Removing the power board is not much more difficult, you just need to push a clip on one side, and slide out from the ridge in the other side:
Before you unplug that one, write down where all the connection go, because this card is the one that connects to the most other parts
If you managed to get lost, I added markers on the next picture indicating what connects to what:
- A, Connects to the center connector of the switch board
- C, Is the small red and black cable that goes up to the mono speaker
- F, Connects to the green flat cable that joins the main board
- D, connects to the degausser (the big gray cable on the tube with the two red pins)
- R, Connects on the main board just under the front of the screen, on the right side
- G, Connects on the main board between two blue capacitors next to the Philips chip on the left side, written Volume
- B, Connects on the main board at the back just under the switch board
Did I say SPEAKER?
Yes, for some reasons the designers thought it was a good idea to have the amplifier for the internal speaker to be installed as close as possible to the power transformer.
Let see some other parts of the board:
There are number of Philips chips on the board, including this SAA5563, apparently a "Enhanced TV Microcontrollers With On-screen Display Osd".
And on this last picture you can notice the large hole in the main board... that's where the PCB for the tube electronic control comes from :D
The actual issueWhen dismantling the TV, we found a number of problems:
There was some damage on the PCB, but apparently not important enough to cause any issue
2 of the 6 screws that attaches the main board to the frame are shorter than the four other, on purpose, because there are two elements on the board that are in the direct path of the screw, one is a transistor, one is the TV tuner. As it happens, one of the long screws was used to push the transistor, which probably twisted when moving the case.

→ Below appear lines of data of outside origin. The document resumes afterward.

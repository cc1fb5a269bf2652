//! `Xen_ComputerSystem`: one instance per VM, plus `RequestStateChange`.

use async_trait::async_trait;
use tracing::{debug, info, instrument};

use crate::backend::PoolSession;
use crate::error::{ProviderError, Result};
use crate::handler::{
    HandlerCapabilities, InstanceHandler, MethodCall, MethodHandler, RecordData, ResourceList,
    ResourceRecord,
};
use crate::handlers::required_key;
use crate::jobs::JobContext;
use crate::types::*;

pub const VM_CLASS: &str = "Xen_ComputerSystem";

/// Job class created by `RequestStateChange`.
pub const STATE_CHANGE_JOB: &str = "Xen_SystemStateChangeJob";

/// Instance handler for VMs.
pub struct VmHandler;

struct VmList {
    uuids: Vec<String>,
}

/// Writable VM properties taken from a caller-supplied instance.
#[derive(Debug, Default, Clone, PartialEq)]
pub struct VmChanges {
    pub name_label: Option<String>,
    pub name_description: Option<String>,
}

#[async_trait]
impl InstanceHandler for VmHandler {
    fn key_property(&self, _class_name: &str) -> &'static str {
        "Name"
    }

    fn keys(&self, _class_name: &str) -> Vec<&'static str> {
        vec!["CreationClassName", "Name"]
    }

    fn capabilities(&self) -> HandlerCapabilities {
        HandlerCapabilities {
            supports_modify: true,
            supports_extract: true,
            ..HandlerCapabilities::default()
        }
    }

    async fn list_enum(&self, list: &mut ResourceList, session: &dyn PoolSession) -> Result<()> {
        let uuids = session.vm_get_all().await?;
        debug!(count = uuids.len(), "Listed VMs");
        list.ctx = Some(Box::new(VmList { uuids }));
        Ok(())
    }

    async fn record_getnext(
        &self,
        list: &mut ResourceList,
        session: &dyn PoolSession,
    ) -> Result<Option<RecordData>> {
        let vms = list.ctx::<VmList>()?;
        match vms.uuids.get(list.current_resource) {
            Some(uuid) => Ok(Some(Box::new(session.vm_get_record(uuid).await?))),
            None => Ok(None),
        }
    }

    async fn record_get_from_id(
        &self,
        id: &str,
        _class_name: &str,
        session: &dyn PoolSession,
    ) -> Result<RecordData> {
        Ok(Box::new(session.vm_get_record(id).await?))
    }

    fn set_properties(&self, record: &ResourceRecord, instance: &mut Instance) -> Result<()> {
        let vm = record.data::<VmRecord>()?;

        instance.set("CreationClassName", record.class_name.as_str());
        instance.set("Name", vm.uuid.as_str());
        if record.ref_only {
            return Ok(());
        }

        instance.set("Caption", "Xen Virtual System");
        instance.set("ElementName", vm.name_label.as_str());
        instance.set("Description", vm.name_description.as_str());
        instance.set("EnabledState", vm.power_state.enabled_state());
        instance.set("NumberOfProcessors", vm.vcpus);
        instance.set("MemoryBytes", vm.memory_bytes);
        if let Some(host) = &vm.resident_on {
            instance.set("ResidentOn", host.as_str());
        }
        Ok(())
    }

    fn extract(&self, instance: &Instance, properties: &PropertyFilter) -> Result<RecordData> {
        let pick = |name: &str| {
            if properties.admits(name) {
                instance.get_str(name).map(str::to_string)
            } else {
                None
            }
        };
        Ok(Box::new(VmChanges {
            name_label: pick("ElementName"),
            name_description: pick("Description"),
        }))
    }

    async fn modify(
        &self,
        session: &dyn PoolSession,
        id: &str,
        record: &ResourceRecord,
        _properties: &PropertyFilter,
    ) -> Result<()> {
        let changes = record.data::<VmChanges>()?;
        if let Some(label) = &changes.name_label {
            session.vm_set_name_label(id, label).await?;
        }
        if let Some(description) = &changes.name_description {
            session.vm_set_name_description(id, description).await?;
        }
        info!(vm_id = %id, ?changes, "VM modified");
        Ok(())
    }
}

/// Method handler for VMs.
pub struct VmMethods;

impl VmMethods {
    #[instrument(skip_all, fields(vm_id))]
    async fn request_state_change(&self, call: MethodCall<'_>) -> Result<MethodOutput> {
        let vm_id = required_key(call.path, "Name")?.to_string();
        tracing::Span::current().record("vm_id", vm_id.as_str());

        let requested = call
            .args
            .get_u64("RequestedState")
            .ok_or_else(|| ProviderError::InvalidParameter("RequestedState is required".into()))?;
        let vm = call.session.vm_get_record(&vm_id).await?;

        let op = match u16::try_from(requested)
            .ok()
            .and_then(|state| VmPowerOp::from_requested_state(state, vm.power_state))
        {
            Some(op) => op,
            None => {
                debug!(requested, "Unsupported requested state");
                return Ok(MethodOutput::new(return_code::INVALID_PARAMETER));
            }
        };

        let job = call
            .jobs
            .create(
                call.session,
                call.credentials,
                STATE_CHANGE_JOB,
                &vm_id,
                move |ctx: JobContext| async move {
                    ctx.change_state(JobState::Running, 0, 0, None).await?;
                    ctx.session().vm_power_op(ctx.target_id(), op).await?;
                    ctx.change_state(JobState::Completed, 100, 0, Some("VM state changed"))
                        .await
                },
            )
            .await?;

        info!(job_id = %job.id(), ?op, "State change job started");
        Ok(MethodOutput::new(return_code::JOB_STARTED)
            .with_arg("Job", job.reference().clone()))
    }
}

#[async_trait]
impl MethodHandler for VmMethods {
    async fn invoke(&self, call: MethodCall<'_>) -> Result<MethodOutput> {
        match call.method {
            "RequestStateChange" => self.request_state_change(call).await,
            other => Err(ProviderError::MethodNotFound(format!("{}.{}", VM_CLASS, other))),
        }
    }
}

The front of the main board was bent, probably because the metal rail around it was twisted as well. Also the metal shield plate on the bottom is also twisted, and was almost in contact with the mainboard components, enough that moving things around would make them touch, and in this case we were lucky, reset the TV instead of burning something.
Additional picturesI'm just finishing with a bunch of photos that shows the theater of operations :D
And a last one, showing that the patient survived the operation.